Exercise brief → Could you copy out every line of the data where the word "models" occurs?

---*---

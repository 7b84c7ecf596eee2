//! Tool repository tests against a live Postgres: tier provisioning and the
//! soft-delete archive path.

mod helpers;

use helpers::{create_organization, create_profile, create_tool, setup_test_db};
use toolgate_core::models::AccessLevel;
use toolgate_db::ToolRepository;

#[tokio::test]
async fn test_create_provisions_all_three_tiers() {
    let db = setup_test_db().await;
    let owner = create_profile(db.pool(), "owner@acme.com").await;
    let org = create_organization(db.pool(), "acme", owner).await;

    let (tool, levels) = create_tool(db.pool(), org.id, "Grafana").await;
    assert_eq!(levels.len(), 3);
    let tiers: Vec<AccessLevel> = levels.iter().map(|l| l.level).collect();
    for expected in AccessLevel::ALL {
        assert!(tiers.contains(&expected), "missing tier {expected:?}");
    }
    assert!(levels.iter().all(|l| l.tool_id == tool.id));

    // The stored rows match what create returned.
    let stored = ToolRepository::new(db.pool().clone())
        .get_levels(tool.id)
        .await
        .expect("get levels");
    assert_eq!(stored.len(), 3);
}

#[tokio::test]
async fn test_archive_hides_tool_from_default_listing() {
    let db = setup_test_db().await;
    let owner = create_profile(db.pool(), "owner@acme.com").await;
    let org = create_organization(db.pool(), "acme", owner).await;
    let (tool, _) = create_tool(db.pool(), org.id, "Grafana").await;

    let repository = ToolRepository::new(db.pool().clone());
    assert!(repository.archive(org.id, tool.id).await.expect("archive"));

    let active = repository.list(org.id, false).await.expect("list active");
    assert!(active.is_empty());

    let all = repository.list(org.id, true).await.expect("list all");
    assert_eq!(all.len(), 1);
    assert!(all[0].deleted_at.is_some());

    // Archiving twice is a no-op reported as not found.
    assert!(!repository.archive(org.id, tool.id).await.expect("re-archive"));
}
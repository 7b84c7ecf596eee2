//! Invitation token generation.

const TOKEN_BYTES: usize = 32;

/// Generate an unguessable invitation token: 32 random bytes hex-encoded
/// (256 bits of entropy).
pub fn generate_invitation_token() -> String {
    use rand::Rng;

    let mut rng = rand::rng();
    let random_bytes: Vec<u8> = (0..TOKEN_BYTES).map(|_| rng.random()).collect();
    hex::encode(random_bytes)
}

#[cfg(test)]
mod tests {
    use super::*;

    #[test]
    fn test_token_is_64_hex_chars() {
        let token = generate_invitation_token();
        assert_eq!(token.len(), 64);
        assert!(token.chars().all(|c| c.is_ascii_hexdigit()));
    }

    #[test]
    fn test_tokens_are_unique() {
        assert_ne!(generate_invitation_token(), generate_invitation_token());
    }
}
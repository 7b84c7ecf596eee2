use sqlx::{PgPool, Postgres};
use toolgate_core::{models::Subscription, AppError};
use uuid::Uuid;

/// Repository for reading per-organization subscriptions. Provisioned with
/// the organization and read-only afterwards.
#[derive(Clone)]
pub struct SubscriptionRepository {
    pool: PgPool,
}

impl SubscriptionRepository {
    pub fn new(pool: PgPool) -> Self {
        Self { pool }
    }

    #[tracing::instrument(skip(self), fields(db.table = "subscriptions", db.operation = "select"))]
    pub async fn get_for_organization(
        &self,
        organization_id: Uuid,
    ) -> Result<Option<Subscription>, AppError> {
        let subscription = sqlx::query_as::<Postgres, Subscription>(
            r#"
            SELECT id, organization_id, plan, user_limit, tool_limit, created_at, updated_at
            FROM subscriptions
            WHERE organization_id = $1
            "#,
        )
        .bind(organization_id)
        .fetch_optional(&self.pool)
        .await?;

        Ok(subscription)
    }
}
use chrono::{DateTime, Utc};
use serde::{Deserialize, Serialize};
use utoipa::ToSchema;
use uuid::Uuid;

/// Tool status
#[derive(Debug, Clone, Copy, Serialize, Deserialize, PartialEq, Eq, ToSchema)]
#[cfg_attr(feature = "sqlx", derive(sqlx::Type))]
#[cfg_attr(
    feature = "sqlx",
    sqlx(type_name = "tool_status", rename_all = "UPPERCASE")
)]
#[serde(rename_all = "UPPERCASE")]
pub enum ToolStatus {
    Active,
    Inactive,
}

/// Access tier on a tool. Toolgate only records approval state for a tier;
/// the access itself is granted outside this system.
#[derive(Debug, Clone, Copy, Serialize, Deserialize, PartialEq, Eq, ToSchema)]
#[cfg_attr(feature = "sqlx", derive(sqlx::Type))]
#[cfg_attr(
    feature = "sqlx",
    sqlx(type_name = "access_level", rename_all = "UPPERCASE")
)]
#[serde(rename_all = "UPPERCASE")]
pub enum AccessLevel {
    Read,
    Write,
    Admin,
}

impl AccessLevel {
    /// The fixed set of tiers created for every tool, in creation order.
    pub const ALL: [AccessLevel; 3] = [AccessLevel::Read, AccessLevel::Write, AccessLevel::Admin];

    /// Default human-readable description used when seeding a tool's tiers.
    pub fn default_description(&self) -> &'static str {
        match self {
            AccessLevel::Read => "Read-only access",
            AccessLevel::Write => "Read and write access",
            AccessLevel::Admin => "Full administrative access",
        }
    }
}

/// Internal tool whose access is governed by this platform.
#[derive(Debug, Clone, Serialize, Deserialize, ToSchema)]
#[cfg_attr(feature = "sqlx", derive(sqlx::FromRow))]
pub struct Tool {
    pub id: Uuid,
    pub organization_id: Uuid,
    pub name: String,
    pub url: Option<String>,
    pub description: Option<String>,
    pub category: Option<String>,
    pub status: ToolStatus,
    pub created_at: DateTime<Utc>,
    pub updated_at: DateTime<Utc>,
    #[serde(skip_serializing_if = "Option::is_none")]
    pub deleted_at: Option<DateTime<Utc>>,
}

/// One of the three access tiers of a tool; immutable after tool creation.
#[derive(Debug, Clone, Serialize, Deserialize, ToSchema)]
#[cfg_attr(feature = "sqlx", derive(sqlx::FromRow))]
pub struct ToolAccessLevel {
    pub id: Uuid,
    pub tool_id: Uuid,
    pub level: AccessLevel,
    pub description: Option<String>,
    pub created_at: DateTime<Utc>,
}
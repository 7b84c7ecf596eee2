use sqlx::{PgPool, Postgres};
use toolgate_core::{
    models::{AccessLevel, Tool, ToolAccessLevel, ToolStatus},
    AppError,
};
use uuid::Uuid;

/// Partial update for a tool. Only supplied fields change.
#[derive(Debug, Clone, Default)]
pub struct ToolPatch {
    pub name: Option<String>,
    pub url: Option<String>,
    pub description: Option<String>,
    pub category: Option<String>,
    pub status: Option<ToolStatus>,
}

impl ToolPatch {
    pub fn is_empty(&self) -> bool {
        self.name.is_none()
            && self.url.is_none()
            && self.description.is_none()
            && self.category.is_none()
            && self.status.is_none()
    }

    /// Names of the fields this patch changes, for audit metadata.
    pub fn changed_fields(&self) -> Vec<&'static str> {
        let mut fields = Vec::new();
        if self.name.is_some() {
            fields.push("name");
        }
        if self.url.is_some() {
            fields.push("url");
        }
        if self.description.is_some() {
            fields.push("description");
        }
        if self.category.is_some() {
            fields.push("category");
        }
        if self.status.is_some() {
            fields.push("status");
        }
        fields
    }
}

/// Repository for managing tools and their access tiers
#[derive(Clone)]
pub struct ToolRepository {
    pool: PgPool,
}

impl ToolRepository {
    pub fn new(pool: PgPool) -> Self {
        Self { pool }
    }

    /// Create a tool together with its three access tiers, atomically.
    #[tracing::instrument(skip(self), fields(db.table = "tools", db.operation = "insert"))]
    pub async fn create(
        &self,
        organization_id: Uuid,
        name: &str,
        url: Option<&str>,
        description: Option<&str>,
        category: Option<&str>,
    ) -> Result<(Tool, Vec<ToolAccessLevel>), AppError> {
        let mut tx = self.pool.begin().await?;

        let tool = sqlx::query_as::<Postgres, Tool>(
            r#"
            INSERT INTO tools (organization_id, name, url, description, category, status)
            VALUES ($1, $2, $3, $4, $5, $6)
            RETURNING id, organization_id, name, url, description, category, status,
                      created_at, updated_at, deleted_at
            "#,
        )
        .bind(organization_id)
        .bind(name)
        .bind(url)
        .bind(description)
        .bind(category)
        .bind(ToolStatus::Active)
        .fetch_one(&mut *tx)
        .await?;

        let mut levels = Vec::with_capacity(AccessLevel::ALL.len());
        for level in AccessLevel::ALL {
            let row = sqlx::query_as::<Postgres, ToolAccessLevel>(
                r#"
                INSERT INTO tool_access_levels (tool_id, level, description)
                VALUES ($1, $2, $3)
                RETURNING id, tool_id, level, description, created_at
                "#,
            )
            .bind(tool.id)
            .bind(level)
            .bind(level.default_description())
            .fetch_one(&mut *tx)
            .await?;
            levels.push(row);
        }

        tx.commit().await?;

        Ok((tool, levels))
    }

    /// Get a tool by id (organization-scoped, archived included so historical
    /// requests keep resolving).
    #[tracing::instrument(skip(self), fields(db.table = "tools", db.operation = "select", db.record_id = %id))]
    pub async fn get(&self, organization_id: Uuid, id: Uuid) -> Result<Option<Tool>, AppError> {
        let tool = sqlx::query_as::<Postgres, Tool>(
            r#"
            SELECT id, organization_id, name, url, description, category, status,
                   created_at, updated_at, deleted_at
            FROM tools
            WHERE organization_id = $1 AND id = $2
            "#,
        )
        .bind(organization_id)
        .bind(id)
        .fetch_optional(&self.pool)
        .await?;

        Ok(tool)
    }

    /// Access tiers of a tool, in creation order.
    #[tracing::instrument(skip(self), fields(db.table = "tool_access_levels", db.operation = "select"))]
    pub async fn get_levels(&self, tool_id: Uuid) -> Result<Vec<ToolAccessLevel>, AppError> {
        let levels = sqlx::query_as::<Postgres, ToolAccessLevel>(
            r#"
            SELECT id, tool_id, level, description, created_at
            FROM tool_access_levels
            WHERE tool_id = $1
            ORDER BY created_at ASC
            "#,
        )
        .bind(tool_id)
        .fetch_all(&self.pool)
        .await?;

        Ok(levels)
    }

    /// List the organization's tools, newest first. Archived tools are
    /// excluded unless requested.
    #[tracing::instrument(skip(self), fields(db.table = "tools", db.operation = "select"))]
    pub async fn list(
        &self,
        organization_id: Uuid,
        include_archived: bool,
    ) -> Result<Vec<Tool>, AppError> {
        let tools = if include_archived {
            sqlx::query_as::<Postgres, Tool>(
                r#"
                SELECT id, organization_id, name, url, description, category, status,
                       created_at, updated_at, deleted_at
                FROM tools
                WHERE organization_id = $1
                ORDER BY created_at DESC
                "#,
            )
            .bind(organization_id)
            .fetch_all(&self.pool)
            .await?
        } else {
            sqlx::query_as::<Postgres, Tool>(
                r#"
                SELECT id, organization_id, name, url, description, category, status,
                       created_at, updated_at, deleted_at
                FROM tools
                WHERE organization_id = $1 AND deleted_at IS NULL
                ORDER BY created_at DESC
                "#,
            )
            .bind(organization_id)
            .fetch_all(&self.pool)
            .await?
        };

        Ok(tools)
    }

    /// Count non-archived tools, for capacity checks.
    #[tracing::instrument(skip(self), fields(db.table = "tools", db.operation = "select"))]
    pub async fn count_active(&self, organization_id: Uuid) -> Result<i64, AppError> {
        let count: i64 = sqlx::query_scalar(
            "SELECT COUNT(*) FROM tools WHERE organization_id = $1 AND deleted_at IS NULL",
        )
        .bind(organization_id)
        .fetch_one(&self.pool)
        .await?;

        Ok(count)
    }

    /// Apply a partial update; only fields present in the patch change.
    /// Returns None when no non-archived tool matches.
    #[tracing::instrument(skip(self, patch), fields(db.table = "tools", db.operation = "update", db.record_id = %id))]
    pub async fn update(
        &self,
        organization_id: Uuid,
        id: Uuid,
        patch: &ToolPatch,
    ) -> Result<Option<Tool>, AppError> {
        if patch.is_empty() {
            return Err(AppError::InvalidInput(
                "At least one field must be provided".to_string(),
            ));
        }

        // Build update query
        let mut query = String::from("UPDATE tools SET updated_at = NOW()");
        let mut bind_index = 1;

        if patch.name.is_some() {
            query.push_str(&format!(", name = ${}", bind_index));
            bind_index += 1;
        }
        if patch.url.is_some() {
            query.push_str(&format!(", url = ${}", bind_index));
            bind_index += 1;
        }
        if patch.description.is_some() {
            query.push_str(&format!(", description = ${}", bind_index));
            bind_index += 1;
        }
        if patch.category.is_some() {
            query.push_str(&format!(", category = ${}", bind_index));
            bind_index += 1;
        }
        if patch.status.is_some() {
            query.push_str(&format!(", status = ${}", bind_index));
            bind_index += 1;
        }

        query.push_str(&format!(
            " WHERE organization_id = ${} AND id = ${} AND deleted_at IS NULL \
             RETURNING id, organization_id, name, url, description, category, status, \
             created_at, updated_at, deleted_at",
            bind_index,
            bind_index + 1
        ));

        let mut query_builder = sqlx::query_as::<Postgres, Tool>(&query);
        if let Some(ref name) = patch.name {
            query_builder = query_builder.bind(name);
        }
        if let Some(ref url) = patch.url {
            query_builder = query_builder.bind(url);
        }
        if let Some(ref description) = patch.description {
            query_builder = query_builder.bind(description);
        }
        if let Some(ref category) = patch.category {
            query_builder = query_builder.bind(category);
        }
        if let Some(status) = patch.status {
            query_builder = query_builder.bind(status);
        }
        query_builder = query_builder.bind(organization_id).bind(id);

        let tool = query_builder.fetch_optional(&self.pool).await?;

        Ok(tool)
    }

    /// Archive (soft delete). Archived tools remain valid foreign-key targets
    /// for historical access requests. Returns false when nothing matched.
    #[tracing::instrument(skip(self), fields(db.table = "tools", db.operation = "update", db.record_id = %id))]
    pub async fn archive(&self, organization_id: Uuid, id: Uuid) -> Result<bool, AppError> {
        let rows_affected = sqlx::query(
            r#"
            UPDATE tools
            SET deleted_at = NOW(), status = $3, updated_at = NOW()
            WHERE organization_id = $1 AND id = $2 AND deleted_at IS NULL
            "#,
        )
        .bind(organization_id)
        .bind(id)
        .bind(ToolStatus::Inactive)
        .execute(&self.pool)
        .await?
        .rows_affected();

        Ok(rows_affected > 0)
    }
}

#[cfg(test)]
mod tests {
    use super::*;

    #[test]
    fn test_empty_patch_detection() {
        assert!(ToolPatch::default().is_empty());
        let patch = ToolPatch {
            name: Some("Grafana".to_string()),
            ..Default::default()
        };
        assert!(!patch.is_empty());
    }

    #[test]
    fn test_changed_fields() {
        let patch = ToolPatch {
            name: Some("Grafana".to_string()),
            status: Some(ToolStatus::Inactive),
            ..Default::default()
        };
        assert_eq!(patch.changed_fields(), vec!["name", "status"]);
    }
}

---*---

Exercise solution →
use toolgate_core::models::AccessLevel;
use toolgate_core::{models::Subscription, AppError};
    models::{AccessLevel, Tool, ToolAccessLevel, ToolStatus},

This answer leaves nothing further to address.